• [What to produce]: Give the listing again in full, exactly as it appears.
|---|
//! Callback connection dengan background listener thread
//!
//! ```text
//! ┌────────────────────┐  cloned socket  ┌─────────────────┐
//! │ CallbackConnection │ ──────────────► │ listener thread │ ─► on_data / on_error
//! │ (sync / async)     │                 │ MessageReader   │
//! └────────────────────┘                 └─────────────────┘
//! ```
//!
//! Mutex hanya menjaga transisi start/stop. Listener berhenti saat flag
//! `running` di-clear (setelah message berikutnya) atau saat error fatal.

use std::ops::{Deref, DerefMut};
use std::sync::atomic::{AtomicBool, Ordering};
use std::sync::{Arc, Mutex};
use std::thread::{self, JoinHandle};
use std::time::{Duration, Instant};

use super::connection::{Connection, ConnectionOptions};
use crate::error::Error;
use crate::protocol::Message;

const STOP_TIMEOUT: Duration = Duration::from_millis(500);
const STOP_POLL_INTERVAL: Duration = Duration::from_millis(10);

/// Penerima event dari listener thread
pub trait MessageHandler: Send + Sync + 'static {
    fn on_data(&self, message: Message);

    fn on_error(&self, error: &Error);
}

struct ListenerHandle {
    running: Arc<AtomicBool>,
    thread: JoinHandle<()>,
}

pub struct CallbackConnection {
    connection: Connection,
    handler: Arc<dyn MessageHandler>,
    listener: Mutex<Option<ListenerHandle>>,
}

impl CallbackConnection {
    pub fn new(options: ConnectionOptions, handler: Arc<dyn MessageHandler>) -> Self {
        Self::from_connection(Connection::new(options), handler)
    }

    pub fn from_connection(connection: Connection, handler: Arc<dyn MessageHandler>) -> Self {
        Self {
            connection,
            handler,
            listener: Mutex::new(None),
        }
    }

    /// Listener thread sedang berjalan
    pub fn is_listening(&self) -> bool {
        match self.listener.lock() {
            Ok(guard) => guard
                .as_ref()
                .is_some_and(|l| l.running.load(Ordering::Acquire) && !l.thread.is_finished()),
            Err(_) => false,
        }
    }

    /// Start listener thread. No-op jika sudah berjalan.
    pub fn start_listener(&self) -> Result<(), Error> {
        let mut guard = self
            .listener
            .lock()
            .map_err(|_| Error::Connection("listener lock poisoned".into()))?;

        if let Some(existing) = guard.as_ref() {
            if !existing.thread.is_finished() {
                return Ok(());
            }
        }

        let mut reader = self.connection.reader_clone()?;
        let running = Arc::new(AtomicBool::new(true));
        let handler = Arc::clone(&self.handler);
        let flag = Arc::clone(&running);
        let peer = self.connection.to_string();

        let thread = thread::Builder::new()
            .name("qwire-listener".into())
            .spawn(move || {
                tracing::debug!(peer = %peer, "listener started");
                while flag.load(Ordering::Acquire) {
                    match reader.read(false) {
                        Ok(message) => handler.on_data(message),
                        Err(e) => {
                            let error = Error::from(e);
                            if !flag.load(Ordering::Acquire) {
                                break;
                            }
                            let recoverable = error.is_recoverable();
                            handler.on_error(&error);
                            if !recoverable {
                                tracing::error!(peer = %peer, error = %error, "listener stopped on fatal error");
                                break;
                            }
                        }
                    }
                }
                flag.store(false, Ordering::Release);
                tracing::debug!(peer = %peer, "listener finished");
            })?;

        *guard = Some(ListenerHandle { running, thread });
        Ok(())
    }

    /// Stop listener; tunggu maksimal 500 ms. Thread yang masih blocked
    /// di read dilepas dan berhenti setelah message berikutnya.
    pub fn stop_listener(&self) {
        let handle = match self.listener.lock() {
            Ok(mut guard) => guard.take(),
            Err(poisoned) => poisoned.into_inner().take(),
        };
        let Some(handle) = handle else {
            return;
        };

        handle.running.store(false, Ordering::Release);
        let deadline = Instant::now() + STOP_TIMEOUT;
        while !handle.thread.is_finished() && Instant::now() < deadline {
            thread::sleep(STOP_POLL_INTERVAL);
        }

        if handle.thread.is_finished() {
            let _ = handle.thread.join();
        } else {
            tracing::debug!(peer = %self.connection, "listener still blocked in read, detached");
        }
    }
}

impl Deref for CallbackConnection {
    type Target = Connection;

    fn deref(&self) -> &Connection {
        &self.connection
    }
}

impl DerefMut for CallbackConnection {
    fn deref_mut(&mut self) -> &mut Connection {
        &mut self.connection
    }
}

impl Drop for CallbackConnection {
    fn drop(&mut self) {
        self.stop_listener();
    }
}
|---|
• [Answer below]:
//! Callback connection dengan background listener thread
//!
//! ```text
//! ┌────────────────────┐  cloned socket  ┌─────────────────┐
//! │ CallbackConnection │ ──────────────► │ listener thread │ ─► on_data / on_error
//! │ (sync / async)     │                 │ MessageReader   │
//! └────────────────────┘                 └─────────────────┘
//! ```
//!
//! Mutex hanya menjaga transisi start/stop. Listener berhenti saat flag
//! `running` di-clear (setelah message berikutnya) atau saat error fatal.

use std::ops::{Deref, DerefMut};
use std::sync::atomic::{AtomicBool, Ordering};
use std::sync::{Arc, Mutex};
use std::thread::{self, JoinHandle};
use std::time::{Duration, Instant};

use super::connection::{Connection, ConnectionOptions};
use crate::error::Error;
use crate::protocol::Message;

const STOP_TIMEOUT: Duration = Duration::from_millis(500);
const STOP_POLL_INTERVAL: Duration = Duration::from_millis(10);

/// Penerima event dari listener thread
pub trait MessageHandler: Send + Sync + 'static {
    fn on_data(&self, message: Message);

    fn on_error(&self, error: &Error);
}

struct ListenerHandle {
    running: Arc<AtomicBool>,
    thread: JoinHandle<()>,
}

pub struct CallbackConnection {
    connection: Connection,
    handler: Arc<dyn MessageHandler>,
    listener: Mutex<Option<ListenerHandle>>,
}

impl CallbackConnection {
    pub fn new(options: ConnectionOptions, handler: Arc<dyn MessageHandler>) -> Self {
        Self::from_connection(Connection::new(options), handler)
    }

    pub fn from_connection(connection: Connection, handler: Arc<dyn MessageHandler>) -> Self {
        Self {
            connection,
            handler,
            listener: Mutex::new(None),
        }
    }

    /// Listener thread sedang berjalan
    pub fn is_listening(&self) -> bool {
        match self.listener.lock() {
            Ok(guard) => guard
                .as_ref()
                .is_some_and(|l| l.running.load(Ordering::Acquire) && !l.thread.is_finished()),
            Err(_) => false,
        }
    }

    /// Start listener thread. No-op jika sudah berjalan.
    pub fn start_listener(&self) -> Result<(), Error> {
        let mut guard = self
            .listener
            .lock()
            .map_err(|_| Error::Connection("listener lock poisoned".into()))?;

        if let Some(existing) = guard.as_ref() {
            if !existing.thread.is_finished() {
                return Ok(());
            }
        }

        let mut reader = self.connection.reader_clone()?;
        let running = Arc::new(AtomicBool::new(true));
        let handler = Arc::clone(&self.handler);
        let flag = Arc::clone(&running);
        let peer = self.connection.to_string();

        let thread = thread::Builder::new()
            .name("qwire-listener".into())
            .spawn(move || {
                tracing::debug!(peer = %peer, "listener started");
                while flag.load(Ordering::Acquire) {
                    match reader.read(false) {
                        Ok(message) => handler.on_data(message),
                        Err(e) => {
                            let error = Error::from(e);
                            if !flag.load(Ordering::Acquire) {
                                break;
                            }
                            let recoverable = error.is_recoverable();
                            handler.on_error(&error);
                            if !recoverable {
                                tracing::error!(peer = %peer, error = %error, "listener stopped on fatal error");
                                break;
                            }
                        }
                    }
                }
                flag.store(false, Ordering::Release);
                tracing::debug!(peer = %peer, "listener finished");
            })?;

        *guard = Some(ListenerHandle { running, thread });
        Ok(())
    }

    /// Stop listener; tunggu maksimal 500 ms. Thread yang masih blocked
    /// di read dilepas dan berhenti setelah message berikutnya.
    pub fn stop_listener(&self) {
        let handle = match self.listener.lock() {
            Ok(mut guard) => guard.take(),
            Err(poisoned) => poisoned.into_inner().take(),
        };
        let Some(handle) = handle else {
            return;
        };

        handle.running.store(false, Ordering::Release);
        let deadline = Instant::now() + STOP_TIMEOUT;
        while !handle.thread.is_finished() && Instant::now() < deadline {
            thread::sleep(STOP_POLL_INTERVAL);
        }

        if handle.thread.is_finished() {
            let _ = handle.thread.join();
        } else {
            tracing::debug!(peer = %self.connection, "listener still blocked in read, detached");
        }
    }
}

impl Deref for CallbackConnection {
    type Target = Connection;

    fn deref(&self) -> &Connection {
        &self.connection
    }
}

impl DerefMut for CallbackConnection {
    fn deref_mut(&mut self) -> &mut Connection {
        &mut self.connection
    }
}

impl Drop for CallbackConnection {
    fn drop(&mut self) {
        self.stop_listener();
    }
}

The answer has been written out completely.